Visto l’atto di costituzione della Regione Toscana;
udito nell’udienza pubblica del 20 ottobre 2015 il
Giudice relatore Nicolò Zanon;
uditi l’avvocato dello Stato Gabriella Palmieri per il
Presidente del Consiglio dei ministri e l’avvocato Silvia Fantappiè
per la Regione Toscana.
Ritenuto in fatto
1.– Con ricorso spedito per la notifica
il 9 gennaio 2015 e depositato nella cancelleria di questa Corte il successivo
13 gennaio 2015, il Presidente del Consiglio dei ministri, rappresentato e
difeso dall’Avvocatura generale dello Stato, ha promosso, in riferimento
all’art. 117, primo comma e secondo comma, lettera e), della Costituzione,
questioni di legittimità costituzionale degli artt. 25, 26 e 27 della legge
della Regione Toscana 10 novembre 2014, n. 65 (Norme per il governo del territorio),
e, in riferimento all’art. 117, secondo comma, lettera s), e terzo comma,
Cost., questioni di legittimità costituzionale degli artt. 207 e 208 della
medesima legge.
1.1.– Con il primo motivo di ricorso,
l’Avvocatura generale dello Stato osserva che gli artt. 25, 26 e 27 della legge
della Regione Toscana n. 65 del 2014, ponendosi in contrasto con le norme di
liberalizzazione contenute nell’art. 31, comma 2, del decreto-legge 6 dicembre
2011, n. 201 (Disposizioni urgenti per la crescita, l’equità e il
consolidamento dei conti pubblici), convertito, con modificazioni, dall’art. 1,
comma 1, della legge 22 dicembre 2011, n. 214, e nell’art. 1, comma 1, del
decreto-legge 24 gennaio 2012, n. 1 (Disposizioni urgenti per la concorrenza,
lo sviluppo delle infrastrutture e la competitività), convertito, con
modificazioni, dall’art. 1, comma 1, della legge 24 marzo 2012, n. 27,
violerebbero l’art. 117, secondo comma, lettera e), Cost. che assegna allo
Stato «la tutela della concorrenza».
Il ricorrente lamenta che, in base alle
disposizioni impugnate, siano subordinate al parere favorevole della cosiddetta
conferenza di copianificazione le previsioni di
trasformazione che comportano impegno di suolo non edificato all’esterno del
perimetro del territorio urbanizzato (art. 25), e quelle relative alle
aggregazioni di medie strutture di vendita aventi effetti assimilabili a quelli
delle grandi strutture (art. 26, comma 1). Inoltre, ricorda che, secondo quanto
disposto dall’art. 27 della medesima legge, sono subordinate al parere della
predetta conferenza le previsioni di medie strutture di vendita che comportano
impegno di suolo non edificato al di fuori del perimetro del territorio
urbanizzato, sempre che «risultino: a) non inferiori a 2.000 metri quadrati di
superficie di vendita per i comuni di cui all’articolo 15, comma 1, lettera e),
numero 2), della legge regionale 7 febbraio 2005, n. 28 (Codice del Commercio.

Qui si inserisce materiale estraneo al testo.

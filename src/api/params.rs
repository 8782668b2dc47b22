use axum::extract::{FromRequestParts, Query};
use axum::http::request::Parts;
use serde::de::DeserializeOwned;
use serde_json::{Map, Value};

use crate::error::AppError;

/// Query-string extractor where a repeated key resolves to its last value.
///
/// `axum::extract::Query` rejects `?q=a&q=b` as a duplicate field. Browsers
/// and form helpers send that shape routinely, so parameters are read as raw
/// pairs and collapsed before typed deserialization. Rejections go through
/// `AppError` so clients always get the JSON error body.
#[derive(Debug, Clone)]
pub struct LastValueQuery<T>(pub T);

impl<T: DeserializeOwned> LastValueQuery<T> {
    pub fn from_pairs<I>(pairs: I) -> Result<Self, AppError>
    where
        I: IntoIterator<Item = (String, String)>,
    {
        let collapsed: Map<String, Value> = pairs
            .into_iter()
            .map(|(key, value)| (key, Value::String(value)))
            .collect();

        serde_json::from_value(Value::Object(collapsed))
            .map(LastValueQuery)
            .map_err(|e| AppError::BadRequest(format!("Invalid query parameters: {}", e)))
    }
}

impl<T, S> FromRequestParts<S> for LastValueQuery<T>
where
    T: DeserializeOwned + Send,
    S: Send + Sync,
{
    type Rejection = AppError;

    async fn from_request_parts(parts: &mut Parts, _state: &S) -> Result<Self, Self::Rejection> {
        let Query(pairs) = Query::<Vec<(String, String)>>::try_from_uri(&parts.uri)?;
        Self::from_pairs(pairs)
    }
}
use axum::extract::rejection::{JsonRejection, QueryRejection};
use axum::http::StatusCode;
use axum::response::{IntoResponse, Response};

use crate::error::AppError;

/// API-specific error wrapper that converts AppError into HTTP responses.
impl IntoResponse for AppError {
    fn into_response(self) -> Response {
        let (status, message) = match &self {
            AppError::NotFound(msg) => (StatusCode::NOT_FOUND, msg.clone()),
            AppError::BadRequest(msg) => (StatusCode::BAD_REQUEST, msg.clone()),
            AppError::Unavailable(msg) => (
                StatusCode::SERVICE_UNAVAILABLE,
                format!("Store unavailable: {}", msg),
            ),
            AppError::Database(msg) => (
                StatusCode::INTERNAL_SERVER_ERROR,
                format!("Database error: {}", msg),
            ),
            AppError::Config(msg) | AppError::Internal(msg) => {
                (StatusCode::INTERNAL_SERVER_ERROR, msg.clone())
            }
        };

        if status.is_server_error() {
            tracing::error!("Request failed: {}", self);
        }

        let body = serde_json::json!({
            "error": message
        });

        (status, axum::Json(body)).into_response()
    }
}

/// Malformed JSON bodies are client errors, whatever axum's own status would be.
impl From<JsonRejection> for AppError {
    fn from(rejection: JsonRejection) -> Self {
        AppError::BadRequest(rejection.body_text())
    }
}

impl From<QueryRejection> for AppError {
    fn from(rejection: QueryRejection) -> Self {
        AppError::BadRequest(rejection.body_text())
    }
}
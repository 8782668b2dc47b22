use axum::extract::State;
use axum::Json;
use serde::{Deserialize, Serialize};

use crate::config::ExplicitSettings;
use crate::db::diagnostics::StoreProbe;
use crate::state::AppState;

/// Maximum number of collection names included in a report.
const MAX_REPORTED_COLLECTIONS: usize = 10;
const MAX_ERROR_CHARS: usize = 50;

/// Result of `GET /test`.
#[derive(Debug, Clone, PartialEq, Serialize, Deserialize)]
pub struct DiagnosticsReport {
    pub backend: String,
    pub database: String,
    /// Whether `DATABASE_URL` was explicitly configured.
    pub database_url: String,
    pub database_name: String,
    /// Whether `DATABASE_NAME` was explicitly configured.
    pub database_name_env: String,
    pub connection_status: String,
    pub collections: Vec<String>,
}

/// Probe the store. Never fails: an unreachable store is reported inline.
pub async fn process_diagnostics(
    probe: &dyn StoreProbe,
    explicit: ExplicitSettings,
) -> DiagnosticsReport {
    let (database, connection_status, collections) = match probe.list_collections().await {
        Ok(mut names) => {
            names.truncate(MAX_REPORTED_COLLECTIONS);
            ("connected".to_string(), "Connected".to_string(), names)
        }
        Err(e) => {
            tracing::warn!("Store diagnostics probe failed: {}", e);
            let message: String = e.to_string().chars().take(MAX_ERROR_CHARS).collect();
            (
                format!("error: {}", message),
                "Not Connected".to_string(),
                Vec::new(),
            )
        }
    };

    DiagnosticsReport {
        backend: "running".to_string(),
        database,
        database_url: set_or_not(explicit.database_url),
        database_name: probe.database_name(),
        database_name_env: set_or_not(explicit.database_name),
        connection_status,
        collections,
    }
}

fn set_or_not(explicit: bool) -> String {
    if explicit { "set" } else { "not set" }.to_string()
}

/// Axum handler for `GET /test`.
pub async fn diagnostics_handler(State(state): State<AppState>) -> Json<DiagnosticsReport> {
    Json(process_diagnostics(state.store_probe.as_ref(), state.explicit_settings).await)
}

Testo unico in materia di commercio in sede fissa, su aree pubbliche,
somministrazione di alimenti e bevande, vendita di stampa quotidiana e
periodica e distribuzione di carburanti); b) non inferiori a 1.000 metri
quadrati di superficie di vendita per i comuni diversi da quelli di cui
all’articolo 15, comma 1, lettera e), numero 2), della l.r. 28/2005» (art. 27).
Nell’esprimere il proprio parere –
sottolinea ancora l’Avvocatura generale dello Stato – la conferenza di copianificazione deve verificare dette previsioni, tenendo
conto dei seguenti criteri: «a) la capacità di assorbimento, da parte
dell’infrastrutturazione stradale e ferroviaria presente nel territorio del
comune e in quello dell’ambito di interesse sovracomunale, del carico di utenze
potenziali connesso al nuovo esercizio; b) il livello di emissioni inquinanti,
comprensivo dell’incremento dovuto alla movimentazione veicolare attesa dalla
nuova struttura di vendita; c) la sostenibilità rispetto alla tutela del valore
paesaggistico dei siti inseriti nella lista del patrimonio mondiale
dell’Organizzazione delle Nazioni unite per l’educazione, la scienza e la
cultura (UNESCO) […]; d) le conseguenze attese sulla permanenza degli esercizi
commerciali di prossimità, al fine di garantire i servizi essenziali nelle aree
più scarsamente popolate; e) le conseguenze attese sui caratteri specifici e
sulle attività presenti nei centri storici compresi nell’ambito sovracomunale,
e le necessarie garanzie di permanenza delle attività commerciali d’interesse
storico, di tradizione e di tipicità» (art. 26, comma 2). All’esito della
propria verifica, la conferenza di copianificazione
«indica gli eventuali interventi compensativi degli effetti indotti sul
territorio» (art. 25, comma 5).
Così ricostruito il quadro normativo,
l’Avvocatura generale dello Stato ritiene che le disposizioni impugnate, pur se
relative a motivazioni di tipo urbanistico, aggraverebbero il procedimento autorizzatorio per le medie strutture di vendita in forma
aggregata, anche attraverso la previsione di interventi compensativi, «creando,
di fatto, ulteriori tipologie di strutture commerciali».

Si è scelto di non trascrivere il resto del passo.